> Work item
Go through the data and tally the lines that hold the string "ConfigOverrides". Reply with the total alone.

- - - - - - -

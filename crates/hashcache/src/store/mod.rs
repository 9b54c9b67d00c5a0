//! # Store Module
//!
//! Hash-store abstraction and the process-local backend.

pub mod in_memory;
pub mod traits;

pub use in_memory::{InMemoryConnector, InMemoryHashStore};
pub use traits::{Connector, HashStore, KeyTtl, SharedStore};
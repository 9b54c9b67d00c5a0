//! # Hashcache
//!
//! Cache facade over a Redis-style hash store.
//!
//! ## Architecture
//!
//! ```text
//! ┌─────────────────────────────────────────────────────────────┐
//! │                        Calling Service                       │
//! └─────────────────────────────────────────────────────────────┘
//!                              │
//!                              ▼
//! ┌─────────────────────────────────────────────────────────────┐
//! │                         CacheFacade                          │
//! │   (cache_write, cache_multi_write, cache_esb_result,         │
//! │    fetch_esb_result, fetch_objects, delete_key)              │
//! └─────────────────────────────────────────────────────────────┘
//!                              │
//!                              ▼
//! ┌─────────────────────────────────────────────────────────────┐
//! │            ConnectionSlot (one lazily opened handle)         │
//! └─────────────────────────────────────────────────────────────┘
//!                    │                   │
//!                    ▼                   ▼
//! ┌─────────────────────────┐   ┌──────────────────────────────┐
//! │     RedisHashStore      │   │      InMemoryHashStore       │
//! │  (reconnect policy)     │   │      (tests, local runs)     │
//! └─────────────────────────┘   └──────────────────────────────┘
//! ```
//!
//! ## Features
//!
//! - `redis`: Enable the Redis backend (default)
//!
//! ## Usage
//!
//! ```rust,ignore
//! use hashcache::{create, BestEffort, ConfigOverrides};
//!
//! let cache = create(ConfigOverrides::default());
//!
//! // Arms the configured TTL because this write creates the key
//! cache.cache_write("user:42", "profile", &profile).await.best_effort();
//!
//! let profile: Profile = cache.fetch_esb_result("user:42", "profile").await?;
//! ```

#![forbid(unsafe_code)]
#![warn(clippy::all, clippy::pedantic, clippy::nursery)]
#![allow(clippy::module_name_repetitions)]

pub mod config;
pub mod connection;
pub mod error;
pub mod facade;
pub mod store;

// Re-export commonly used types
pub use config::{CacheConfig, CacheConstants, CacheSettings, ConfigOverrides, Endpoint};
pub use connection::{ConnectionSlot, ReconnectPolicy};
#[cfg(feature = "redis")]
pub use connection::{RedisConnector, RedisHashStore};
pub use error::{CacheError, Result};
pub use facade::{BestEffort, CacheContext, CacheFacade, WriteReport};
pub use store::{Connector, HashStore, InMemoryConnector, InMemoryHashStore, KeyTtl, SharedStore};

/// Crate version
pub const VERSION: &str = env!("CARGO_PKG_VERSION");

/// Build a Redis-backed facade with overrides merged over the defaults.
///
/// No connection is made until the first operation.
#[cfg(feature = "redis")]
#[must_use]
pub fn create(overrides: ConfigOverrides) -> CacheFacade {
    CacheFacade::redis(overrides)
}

- - - - - - -

> Solution for this problem
4